Nuestro tipo de pijama no encontró inhibición alguna que lo impidiera y terminó por echarle desafío.  “Si tu saltas yo salto”.  El balbuceo salió sin imaginar ni remotamente que el cabroncete se izaría y abandonando la crianza de mojones verbales, correría hacia la ventana abierta para dejarla atrás con un poderoso brinco.

El frió de afuera se le impactó en la cara como a todos y es que sin notarlo, todos los congregados habían corrido hacia el agujero que los separaba a nueve pisos de las vías a ras de calle.  En la oscuridad beligerante negada a disiparse ante los embates de la luz del departamento, y el alumbrado público de abajo, todos se vieron forzados a invocar a la confusión, la anticipación, el miedo y algunos otros sentimientos infames que terminaron por bajarles la borrachera.

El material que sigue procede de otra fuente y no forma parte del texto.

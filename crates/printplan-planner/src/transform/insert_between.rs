//! Insert synthesized operations between matching children

use crate::error::OperationResult;
use crate::operation::OperationPtr;

/// Rule inserting an operation between pairs of children
///
/// Children are walked left to right. Once a child matches as first
/// operation, the following children are scanned for the next second match;
/// whatever [`InsertBetween::make_operation`] produces is inserted right
/// before it, and the walk resumes from that second operation.
pub trait InsertBetween {
    fn first_operation_matches(&self, operation: &OperationPtr) -> bool;

    fn second_operation_matches(&self, first: &OperationPtr, second: &OperationPtr) -> bool;

    fn make_operation(&self, first: &OperationPtr, second: &OperationPtr) -> Option<OperationPtr>;

    /// Apply the rule to the direct children of `sequence`, returning the number of insertions
    fn insert_between_children(&self, sequence: &OperationPtr) -> OperationResult<usize> {
        let mut children = sequence.operations();
        let mut inserted = 0;
        let mut index_first = 0;

        while index_first + 1 < children.len() {
            if !self.first_operation_matches(&children[index_first]) {
                index_first += 1;
                continue;
            }

            let second_match = (index_first + 1..children.len()).find(|&index_second| {
                self.second_operation_matches(&children[index_first], &children[index_second])
            });

            match second_match {
                Some(index_second) => {
                    match self.make_operation(&children[index_first], &children[index_second]) {
                        Some(operation) => {
                            children.insert(index_second, operation);
                            inserted += 1;
                            index_first = index_second + 1;
                        }
                        None => index_first = index_second,
                    }
                }
                None => index_first += 1,
            }
        }

        if inserted > 0 {
            sequence.set_operations(children)?;
        }
        Ok(inserted)
    }

    /// Apply the rule to every sequence of the subtree, children before parents
    fn insert_between_recursively(&self, operation: &OperationPtr) -> OperationResult<usize> {
        if !operation.is_sequence() {
            return Ok(0);
        }

        let mut inserted = 0;
        for child in operation.operations() {
            inserted += self.insert_between_recursively(&child)?;
        }
        inserted += self.insert_between_children(operation)?;
        Ok(inserted)
    }
}
use printplan_core::{fuzzy_equal, AngleDegrees, Point2, PointMatrix};
use proptest::prelude::*;

proptest! {
    #[test]
    fn rotation_is_undone_by_inverse(
        x in -1_000_000i64..1_000_000,
        y in -1_000_000i64..1_000_000,
        angle in 0.0f64..360.0,
    ) {
        let matrix = PointMatrix::from_angle(AngleDegrees::new(angle));
        let p = Point2::new(x, y);
        let back = matrix.inverse().apply(matrix.apply(p));
        prop_assert!(fuzzy_equal(back.x, p.x));
        prop_assert!(fuzzy_equal(back.y, p.y));
    }

    #[test]
    fn fuzzy_equality_is_symmetric(a in -10_000i64..10_000, b in -10_000i64..10_000) {
        prop_assert_eq!(fuzzy_equal(a, b), fuzzy_equal(b, a));
    }

    #[test]
    fn rotation_preserves_length(x in -100_000i64..100_000, y in -100_000i64..100_000, angle in 0.0f64..360.0) {
        let matrix = PointMatrix::from_angle(AngleDegrees::new(angle));
        let p = Point2::new(x, y);
        prop_assert!((matrix.apply(p).vsize() - p.vsize()).abs() <= 1.5);
    }
}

No se veía nada ni abajo ni arriba ni a un lado ni al otro.  Nada, claro, salvo la escena nocturna de todos los días para el que se asomara desde la ventana. Del chaparro nada.

Cayó en cuenta de que había dicho que brincaría tras el otro y perdió gravedad en los testículos como si ya hubieran saltado sin él.  En lo que todos seguían preguntándose qué había pasado, le corrió para la puerta, al pasillo y de ahí a la puerta de su cubil a algunos metros.

¡A la verga! ¡A la casa!

Pero no, cuando se vio del otro lado del umbral traspasado no encontró ni verga ni hogar sino otra vez la fiesta, el reggaeton y el sujeto en la silla esperándolo con una sonrisa.

“Ahora saltas tú”

La infame música se detuvo de golpe y todos lo voltearon a ver amenazantes.

¡Pinches montoneros!

Gritó, golpeó, pataleó, arañó y hasta se permitió suplicar.  Ya para cuando terminaron de someterlo llegó a la conclusión de que aquello no estaba pasando y, luego, cuando lo empezaron a acercar a la ventana se dijo a si mismo que todo tenía que ser una broma de borrachos, que lo soltarían y se reirían a su costa por haberse colado a la fiesta.  Estuvo a punto de creerlo cuando de nuevo se vio en la ruta – de la ventana al vacío -y finalmente en la calle, del otro lado de las vías, de donde había venido.

Alguien en algún lado se cagó de risa.

A sus deudos –porque a final de cuentas tuvo deudos que lo habían mandado al carajo hacía algunos años- les dijeron que se había suicidado y que el seguro de vida no aplicaría para dejarles buen recuerdo.  Y desde la esquina una botella negra con un chaparro transparente les sonreiría.